Motivated by the above descriptions, a multiobjective clustering technique requires choosing two or more objective functions, a suitable multiobjective optimization algorithm and an effective technique for solution selection from the set of Pareto-optimal solutions. We deal with the above mentioned problems by introducing two complementary clustering objectives. The details of the proposed multiobjective clustering algorithm and the selective ensemble strategy will be described in this section.
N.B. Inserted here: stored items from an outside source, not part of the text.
use serde::{Deserialize, Serialize};

/// A discovered panorama, keyed by `pano_id`.
#[derive(Debug, Clone, PartialEq, Serialize, Deserialize)]
pub struct PanoramaRecord {
    pub pano_id: String,
    pub lat: f64,
    pub lon: f64,
    /// Capture date at month granularity ("YYYY-MM")
    pub date: Option<String>,
    pub copyright: Option<String>,
    pub heading: f64,
    pub pitch: f64,
    pub roll: f64,
}

impl PanoramaRecord {
    /// Create a record with no date, copyright or orientation
    pub fn new(pano_id: impl Into<String>, lat: f64, lon: f64) -> Self {
        Self {
            pano_id: pano_id.into(),
            lat,
            lon,
            date: None,
            copyright: None,
            heading: 0.0,
            pitch: 0.0,
            roll: 0.0,
        }
    }

    pub fn with_date(mut self, date: Option<impl Into<String>>) -> Self {
        self.date = non_empty(date.map(Into::into));
        self
    }

    pub fn with_copyright(mut self, copyright: Option<impl Into<String>>) -> Self {
        self.copyright = non_empty(copyright.map(Into::into));
        self
    }

    pub fn with_orientation(mut self, heading: f64, pitch: f64, roll: f64) -> Self {
        self.heading = heading;
        self.pitch = pitch;
        self.roll = roll;
        self
    }

    /// Turn empty strings into `None` so "known absent" has a single representation
    pub fn normalized(mut self) -> Self {
        self.date = non_empty(self.date.take());
        self.copyright = non_empty(self.copyright.take());
        self
    }

    /// Whether both date and copyright are known
    pub fn has_complete_metadata(&self) -> bool {
        self.date.is_some() && self.copyright.is_some()
    }

    /// Fold a re-discovery of the same panorama into this record.
    ///
    /// Non-empty incoming date/copyright replace the stored value; null or empty
    /// ones never overwrite a known value. Position and orientation keep the
    /// first-seen values.
    pub fn merge_from(&mut self, incoming: &PanoramaRecord) {
        debug_assert_eq!(self.pano_id, incoming.pano_id);

        if let Some(date) = non_empty(incoming.date.clone()) {
            self.date = Some(date);
        }
        if let Some(copyright) = non_empty(incoming.copyright.clone()) {
            self.copyright = Some(copyright);
        }
    }
}

fn non_empty(value: Option<String>) -> Option<String> {
    value.filter(|v| !v.trim().is_empty())
}

#[cfg(test)]
mod tests {
    use super::*;

    fn record() -> PanoramaRecord {
        PanoramaRecord::new("pano-1", 37.77, -122.41).with_orientation(90.0, 1.5, -0.5)
    }

    #[test]
    fn test_empty_strings_become_none() {
        let rec = record().with_date(Some("")).with_copyright(Some("  "));
        assert!(rec.date.is_none());
        assert!(rec.copyright.is_none());
        assert!(!rec.has_complete_metadata());
    }

    #[test]
    fn test_merge_keeps_known_fields() {
        let mut stored = record().with_date(Some("2024-04")).with_copyright(Some("© Google"));
        let incoming = PanoramaRecord::new("pano-1", 37.0, -122.0);

        stored.merge_from(&incoming);

        assert_eq!(stored.date.as_deref(), Some("2024-04"));
        assert_eq!(stored.copyright.as_deref(), Some("© Google"));
        assert_eq!(stored.lat, 37.77);
        assert_eq!(stored.heading, 90.0);
    }

    #[test]
    fn test_merge_fills_missing_fields() {
        let mut stored = record().with_date(Some("2023-01"));
        let incoming = record().with_copyright(Some("© Someone"));

        stored.merge_from(&incoming);

        assert_eq!(stored.date.as_deref(), Some("2023-01"));
        assert_eq!(stored.copyright.as_deref(), Some("© Someone"));
        assert!(stored.has_complete_metadata());
    }

    #[test]
    fn test_merge_prefers_incoming_when_both_known() {
        let mut stored = record().with_date(Some("2019-06"));
        let incoming = record().with_date(Some("2024-04"));

        stored.merge_from(&incoming);

        assert_eq!(stored.date.as_deref(), Some("2024-04"));
    }
}
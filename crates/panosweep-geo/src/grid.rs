//! Regular lattice over an axis-aligned bounding box.
//!
//! Points are `(min_x + i·s, min_y + j·s)` for `i, j ≥ 0` while the coordinate
//! stays strictly below the box maximum. Iteration is row-major (y outer, x
//! inner) and computes each coordinate from its indices, so no error
//! accumulates along a row and the iterator can be restarted at any time.

use geo::{Coord, Rect};
use panosweep_core::error::{PanosweepError, Result};

/// Upper bound on lattice steps per axis
const MAX_AXIS_STEPS: f64 = 1e9;

/// Axis-aligned bounding box with `min < max` on both axes
#[derive(Debug, Clone, Copy, PartialEq)]
pub struct GridBounds {
    pub min_x: f64,
    pub min_y: f64,
    pub max_x: f64,
    pub max_y: f64,
}

impl GridBounds {
    pub fn new(min_x: f64, min_y: f64, max_x: f64, max_y: f64) -> Result<Self> {
        if ![min_x, min_y, max_x, max_y].iter().all(|v| v.is_finite()) {
            return Err(PanosweepError::DegenerateBounds {
                reason: format!(
                    "non-finite coordinate in ({}, {}, {}, {})",
                    min_x, min_y, max_x, max_y
                ),
            });
        }
        if min_x >= max_x {
            return Err(PanosweepError::DegenerateBounds {
                reason: format!("min_x ({}) must be less than max_x ({})", min_x, max_x),
            });
        }
        if min_y >= max_y {
            return Err(PanosweepError::DegenerateBounds {
                reason: format!("min_y ({}) must be less than max_y ({})", min_y, max_y),
            });
        }
        Ok(Self { min_x, min_y, max_x, max_y })
    }

    pub fn from_rect(rect: Rect<f64>) -> Result<Self> {
        Self::new(rect.min().x, rect.min().y, rect.max().x, rect.max().y)
    }

    pub fn width(&self) -> f64 {
        self.max_x - self.min_x
    }

    pub fn height(&self) -> f64 {
        self.max_y - self.min_y
    }
}

/// A lattice of candidate points at a fixed spacing
#[derive(Debug, Clone, Copy, PartialEq)]
pub struct Lattice {
    bounds: GridBounds,
    spacing: f64,
    cols: u64,
    rows: u64,
}

impl Lattice {
    pub fn new(bounds: GridBounds, spacing: f64) -> Result<Self> {
        if !spacing.is_finite() || spacing <= 0.0 {
            return Err(PanosweepError::InvalidSpacing { spacing });
        }
        if bounds.width() / spacing > MAX_AXIS_STEPS || bounds.height() / spacing > MAX_AXIS_STEPS
        {
            return Err(PanosweepError::InvalidSpacing { spacing });
        }

        let cols = axis_steps(bounds.min_x, bounds.max_x, spacing);
        let rows = axis_steps(bounds.min_y, bounds.max_y, spacing);

        Ok(Self { bounds, spacing, cols, rows })
    }

    pub fn bounds(&self) -> GridBounds {
        self.bounds
    }

    pub fn spacing(&self) -> f64 {
        self.spacing
    }

    /// Number of distinct x positions
    pub fn cols(&self) -> u64 {
        self.cols
    }

    /// Number of distinct y positions
    pub fn rows(&self) -> u64 {
        self.rows
    }

    /// Total number of lattice points
    pub fn len(&self) -> u64 {
        self.cols.saturating_mul(self.rows)
    }

    pub fn is_empty(&self) -> bool {
        self.len() == 0
    }

    /// Coordinate at column `col`, row `row`
    pub fn point(&self, col: u64, row: u64) -> Coord<f64> {
        Coord {
            x: self.bounds.min_x + col as f64 * self.spacing,
            y: self.bounds.min_y + row as f64 * self.spacing,
        }
    }

    pub fn iter(&self) -> LatticeIter {
        LatticeIter { lattice: *self, next: 0, end: self.len() }
    }
}

impl IntoIterator for Lattice {
    type Item = Coord<f64>;
    type IntoIter = LatticeIter;

    fn into_iter(self) -> Self::IntoIter {
        self.iter()
    }
}

/// Lazy row-major walk over a [`Lattice`]
#[derive(Debug, Clone)]
pub struct LatticeIter {
    lattice: Lattice,
    next: u64,
    end: u64,
}

impl Iterator for LatticeIter {
    type Item = Coord<f64>;

    fn next(&mut self) -> Option<Self::Item> {
        if self.next >= self.end {
            return None;
        }
        let index = self.next;
        self.next += 1;

        let cols = self.lattice.cols;
        Some(self.lattice.point(index % cols, index / cols))
    }

    fn size_hint(&self) -> (usize, Option<usize>) {
        let remaining = self.end - self.next;
        match usize::try_from(remaining) {
            Ok(n) => (n, Some(n)),
            Err(_) => (usize::MAX, None),
        }
    }

    fn nth(&mut self, n: usize) -> Option<Self::Item> {
        self.next = self.next.saturating_add(n as u64).min(self.end);
        self.next()
    }
}

/// Count of `i ≥ 0` with `min + i·step < max`
fn axis_steps(min: f64, max: f64, step: f64) -> u64 {
    let mut n = ((max - min) / step).ceil() as u64;
    while n > 0 && min + (n - 1) as f64 * step >= max {
        n -= 1;
    }
    while min + n as f64 * step < max {
        n += 1;
    }
    n
}
//! SQLite storage adapter implementation

pub mod config;
pub mod migrations;
pub mod panoramas;
pub mod samples;
pub mod transaction;

pub use config::{ConfigError, MigrationConfig, PoolConfig, SqliteConfig};
pub use migrations::{MigrationError, MigrationManager, MigrationStatus};
pub use transaction::{Transaction, TransactionManager};

use panosweep_core::error::{PanosweepError, Result};
use sqlx::sqlite::{SqliteConnectOptions, SqliteJournalMode, SqlitePoolOptions};
use sqlx::SqlitePool;
use tokio::sync::Mutex;

/// SQLite storage adapter
pub struct SqliteStore {
    pool: SqlitePool,
    config: SqliteConfig,
    transactions: TransactionManager,
    /// Serializes bulk appends so concurrent seeders queue here instead of
    /// spinning on SQLite's busy timeout
    append_lock: Mutex<()>,
}

impl SqliteStore {
    /// Open (or create) the database file and, if configured, apply migrations
    pub async fn new(config: SqliteConfig) -> Result<Self> {
        config.validate().map_err(|e| PanosweepError::ConfigInvalid {
            key: "database_path".to_string(),
            reason: e.to_string(),
        })?;

        // WAL lets readers proceed while a worker holds the write lock
        let options = SqliteConnectOptions::new()
            .filename(&config.database_path)
            .create_if_missing(true)
            .journal_mode(SqliteJournalMode::Wal)
            .busy_timeout(config.busy_timeout);

        let pool = SqlitePoolOptions::new()
            .min_connections(config.pool.min_connections)
            .max_connections(config.pool.max_connections)
            .acquire_timeout(config.pool.acquire_timeout)
            .idle_timeout(config.pool.idle_timeout)
            .max_lifetime(config.pool.max_lifetime)
            .connect_with(options)
            .await
            .map_err(|e| PanosweepError::Storage(format!("Failed to open database: {}", e)))?;

        sqlx::query("SELECT 1")
            .fetch_one(&pool)
            .await
            .map_err(|e| PanosweepError::Storage(format!("Connection test failed: {}", e)))?;

        tracing::info!(path = %config.database_path.display(), "Opened sample database");

        let transactions = TransactionManager::new(pool.clone(), config.transaction_timeout);
        let store = Self { pool, config, transactions, append_lock: Mutex::new(()) };
        if store.config.migrations.auto_run {
            store.run_migrations().await?;
        }
        Ok(store)
    }

    /// Open the store and run migrations regardless of `MigrationConfig::auto_run`
    pub async fn with_migrations(mut config: SqliteConfig) -> Result<Self> {
        config.migrations.auto_run = true;
        Self::new(config).await
    }

    /// Run all pending migrations
    pub async fn run_migrations(&self) -> Result<()> {
        let manager = MigrationManager::new(self.pool.clone());
        manager
            .run_migrations()
            .await
            .map_err(|e| PanosweepError::Storage(format!("Migration failed: {}", e)))
    }

    /// Check migration status
    pub async fn migration_status(&self) -> Result<Vec<MigrationStatus>> {
        let manager = MigrationManager::new(self.pool.clone());
        manager.check_status().await.map_err(|e| {
            PanosweepError::Storage(format!("Failed to check migration status: {}", e))
        })
    }

    /// Check if there are pending migrations
    pub async fn has_pending_migrations(&self) -> Result<bool> {
        let manager = MigrationManager::new(self.pool.clone());
        manager.has_pending_migrations().await.map_err(|e| {
            PanosweepError::Storage(format!("Failed to check pending migrations: {}", e))
        })
    }

    /// Get the current schema version
    pub async fn current_version(&self) -> Result<Option<i64>> {
        let manager = MigrationManager::new(self.pool.clone());
        manager
            .current_version()
            .await
            .map_err(|e| PanosweepError::Storage(format!("Failed to get current version: {}", e)))
    }

    /// Get a reference to the connection pool
    pub fn pool(&self) -> &SqlitePool {
        &self.pool
    }

    /// Get a reference to the configuration
    pub fn config(&self) -> &SqliteConfig {
        &self.config
    }

    pub(crate) fn transactions(&self) -> &TransactionManager {
        &self.transactions
    }

    pub(crate) fn append_lock(&self) -> &Mutex<()> {
        &self.append_lock
    }

    /// Perform a health check on the database connection
    pub async fn health_check(&self) -> Result<()> {
        sqlx::query("SELECT 1")
            .fetch_one(&self.pool)
            .await
            .map_err(|e| PanosweepError::Storage(format!("Health check failed: {}", e)))?;
        Ok(())
    }

    /// Close the connection pool, waiting for checked-out connections
    pub async fn close(&self) {
        self.pool.close().await;
        tracing::debug!("Sample database closed");
    }
}

#[cfg(test)]
mod tests {
    use super::*;

    #[tokio::test]
    async fn test_new_creates_file_and_schema() {
        let dir = tempfile::tempdir().unwrap();
        let path = dir.path().join("gsv.db");

        let store = SqliteStore::new(SqliteConfig::new(&path).unwrap()).await.unwrap();

        assert!(path.exists());
        store.health_check().await.unwrap();
        assert!(!store.has_pending_migrations().await.unwrap());
        assert_eq!(store.current_version().await.unwrap(), Some(3));
    }

    #[tokio::test]
    async fn test_new_without_auto_run_leaves_schema_pending() {
        let dir = tempfile::tempdir().unwrap();
        let mut config = SqliteConfig::new(dir.path().join("gsv.db")).unwrap();
        config.migrations.auto_run = false;

        let store = SqliteStore::new(config.clone()).await.unwrap();
        assert!(store.has_pending_migrations().await.unwrap());
        store.close().await;

        let store = SqliteStore::with_migrations(config).await.unwrap();
        assert!(!store.has_pending_migrations().await.unwrap());
    }
}
//! Ground distance to angular degrees.
//!
//! One degree is taken as 111 000 m on both axes. This ignores the shrinking
//! of longitude degrees away from the equator; the lookup service snaps to
//! panoramas within roughly 50 m anyway, so a 5 m lattice stays far denser
//! than needed even at high latitudes.

/// Approximate meters per degree of latitude (and, loosely, longitude)
pub const METERS_PER_DEGREE: f64 = 111_000.0;

/// Default ground spacing between lattice points
pub const DEFAULT_SAMPLE_INTERVAL_METERS: f64 = 5.0;

/// Convert a ground distance to degrees using [`METERS_PER_DEGREE`]
pub fn meters_to_degrees(meters: f64) -> f64 {
    meters / METERS_PER_DEGREE
}

/// Inverse of [`meters_to_degrees`]
pub fn degrees_to_meters(degrees: f64) -> f64 {
    degrees * METERS_PER_DEGREE
}
//! In-memory storage implementation for development and testing.
//!
//! This implementation uses `RwLock::unwrap()` intentionally. Lock poisoning
//! only occurs when another thread panicked while holding the lock, which is
//! an unrecoverable state. For durable workloads, use the SQLite backend.

use async_trait::async_trait;
use futures::stream::{BoxStream, StreamExt};
use panosweep_core::error::{PanosweepError, Result};
use panosweep_core::models::{
    ClaimToken, LabelProgress, LatLon, PanoramaRecord, SampleId, SamplePoint,
};
use std::collections::BTreeMap;
use std::sync::{Arc, RwLock};
use std::time::{Duration, Instant};

use crate::ports::{DiscoveryStore, PanoramaStore, SampleStore};

#[derive(Debug, Clone)]
struct SampleRow {
    point: SamplePoint,
    claim: Option<(ClaimToken, Instant)>,
}

#[derive(Debug, Default)]
struct MemoryState {
    /// Row `i` holds sample id `i + 1`
    samples: Vec<SampleRow>,
    panoramas: BTreeMap<String, PanoramaRecord>,
}

impl MemoryState {
    fn row_mut(&mut self, id: SampleId) -> Result<&mut SampleRow> {
        usize::try_from(id.0 - 1)
            .ok()
            .and_then(|index| self.samples.get_mut(index))
            .ok_or(PanosweepError::SampleNotFound { id: id.0 })
    }

    fn push_points(&mut self, points: &[LatLon], label: &str) {
        for point in points {
            let id = SampleId(self.samples.len() as i64 + 1);
            self.samples.push(SampleRow {
                point: SamplePoint {
                    id,
                    lat: point.lat,
                    lon: point.lon,
                    label: label.to_string(),
                    searched: false,
                },
                claim: None,
            });
        }
    }

    fn upsert(&mut self, record: &PanoramaRecord) {
        let record = record.clone().normalized();
        match self.panoramas.get_mut(&record.pano_id) {
            Some(existing) => existing.merge_from(&record),
            None => {
                self.panoramas.insert(record.pano_id.clone(), record);
            }
        }
    }
}

/// In-memory implementation of both stores behind a single lock, so every
/// operation is atomic with respect to the others
#[derive(Debug, Clone, Default)]
pub struct MemoryStore {
    state: Arc<RwLock<MemoryState>>,
}

impl MemoryStore {
    /// Create a new empty in-memory store
    pub fn new() -> Self {
        Self::default()
    }
}

#[async_trait]
impl SampleStore for MemoryStore {
    async fn append_samples(&self, points: &[LatLon], label: &str) -> Result<u64> {
        let mut state = self.state.write().unwrap();
        state.push_points(points, label);
        Ok(points.len() as u64)
    }

    async fn append_stream(
        &self,
        label: &str,
        mut chunks: BoxStream<'_, Result<Vec<LatLon>>>,
    ) -> Result<u64> {
        // Staged outside the lock, then published in one step
        let mut staged = Vec::new();
        while let Some(chunk) = chunks.next().await {
            staged.extend(chunk?);
        }

        let mut state = self.state.write().unwrap();
        state.push_points(&staged, label);
        Ok(staged.len() as u64)
    }

    async fn next_unsearched(&self, limit: usize) -> Result<Vec<SamplePoint>> {
        let state = self.state.read().unwrap();
        Ok(state
            .samples
            .iter()
            .filter(|row| !row.point.searched)
            .take(limit)
            .map(|row| row.point.clone())
            .collect())
    }

    async fn claim_unsearched(
        &self,
        limit: usize,
        token: &ClaimToken,
        lease: Duration,
    ) -> Result<Vec<SamplePoint>> {
        let mut state = self.state.write().unwrap();
        let now = Instant::now();

        let mut claimed = Vec::new();
        for row in state.samples.iter_mut() {
            if claimed.len() >= limit {
                break;
            }
            if row.point.searched {
                continue;
            }
            let available = match &row.claim {
                None => true,
                Some((_, at)) => now.duration_since(*at) >= lease,
            };
            if available {
                row.claim = Some((token.clone(), now));
                claimed.push(row.point.clone());
            }
        }
        Ok(claimed)
    }

    async fn renew_claim(&self, id: SampleId, token: &ClaimToken) -> Result<bool> {
        let mut state = self.state.write().unwrap();
        let row = state.row_mut(id)?;
        if row.point.searched {
            return Ok(false);
        }
        match &mut row.claim {
            Some((holder, at)) if *holder == *token => {
                *at = Instant::now();
                Ok(true)
            }
            _ => Ok(false),
        }
    }

    async fn release_claim(&self, id: SampleId, token: &ClaimToken) -> Result<()> {
        let mut state = self.state.write().unwrap();
        let row = state.row_mut(id)?;
        if matches!(&row.claim, Some((holder, _)) if holder == token) {
            row.claim = None;
        }
        Ok(())
    }

    async fn mark_searched(&self, id: SampleId) -> Result<()> {
        let mut state = self.state.write().unwrap();
        let row = state.row_mut(id)?;
        row.point.searched = true;
        row.claim = None;
        Ok(())
    }

    async fn count_unsearched(&self) -> Result<u64> {
        let state = self.state.read().unwrap();
        Ok(state.samples.iter().filter(|row| !row.point.searched).count() as u64)
    }

    async fn count_total(&self) -> Result<u64> {
        let state = self.state.read().unwrap();
        Ok(state.samples.len() as u64)
    }

    async fn label_progress(&self) -> Result<Vec<LabelProgress>> {
        let state = self.state.read().unwrap();
        let mut by_label: BTreeMap<&str, (u64, u64)> = BTreeMap::new();
        for row in &state.samples {
            let entry = by_label.entry(row.point.label.as_str()).or_default();
            entry.0 += 1;
            if row.point.searched {
                entry.1 += 1;
            }
        }
        Ok(by_label
            .into_iter()
            .map(|(label, (total, searched))| LabelProgress {
                label: label.to_string(),
                total,
                searched,
            })
            .collect())
    }
}

#[async_trait]
impl PanoramaStore for MemoryStore {
    async fn upsert_panorama(&self, record: &PanoramaRecord) -> Result<()> {
        let mut state = self.state.write().unwrap();
        state.upsert(record);
        Ok(())
    }

    async fn get_panorama(&self, pano_id: &str) -> Result<Option<PanoramaRecord>> {
        let state = self.state.read().unwrap();
        Ok(state.panoramas.get(pano_id).cloned())
    }

    async fn list_panoramas(&self) -> Result<Vec<PanoramaRecord>> {
        let state = self.state.read().unwrap();
        Ok(state.panoramas.values().cloned().collect())
    }

    async fn count_panoramas(&self) -> Result<u64> {
        let state = self.state.read().unwrap();
        Ok(state.panoramas.len() as u64)
    }

    async fn count_complete_metadata(&self) -> Result<u64> {
        let state = self.state.read().unwrap();
        Ok(state.panoramas.values().filter(|p| p.has_complete_metadata()).count() as u64)
    }
}

#[async_trait]
impl DiscoveryStore for MemoryStore {
    async fn record_found(&self, id: SampleId, record: &PanoramaRecord) -> Result<()> {
        let mut state = self.state.write().unwrap();
        // Resolve the row first so a bad id leaves the panorama table untouched
        state.row_mut(id)?;
        state.upsert(record);
        let row = state.row_mut(id)?;
        row.point.searched = true;
        row.claim = None;
        Ok(())
    }
}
3.1 Analyze difference image using multiobjective clustering

The multiobjective clustering algorithm based on NNIA [32] has two main issues. First is antibody representation and the second is the choice of the cluster validity measures to be optimized.

3.1.1 Initialization

There are two popular strategies for antibody representation: point-based and center-based. In point-based encoding [38], the length of an antibody is the same as the number of pixels. So point-based encoding techniques suffer from large antibody lengths and hence slow rates of convergence. Here, we adopt center-based encoding, which cluster centers are encoded into antibody. Each antibody is of length \(k\times \hbox {d}\), where \(\hbox {d}\) is the dimension of the image data. Here, \(k\,=\,2\) (two classes: change and unchanged), thus, it usually has a faster convergence rate than point-based encoding techniques. And we adopt real-valued presentation.

3.1.2 Objective functions for clustering

For the clustering objective functions, we are interested in selecting optimization criteria that reflect different aspects of a good clustering solution. In order to express cluster compactness aimed at enhancing the cluster performance we compute the overall deviation of a partitioning. This is simply computed as the overall summed distances between pixels and their corresponding cluster centers. This criterion is similar to the well-known criterion of intra-cluster variance. As an objective, variance should be minimized, is defined as [18]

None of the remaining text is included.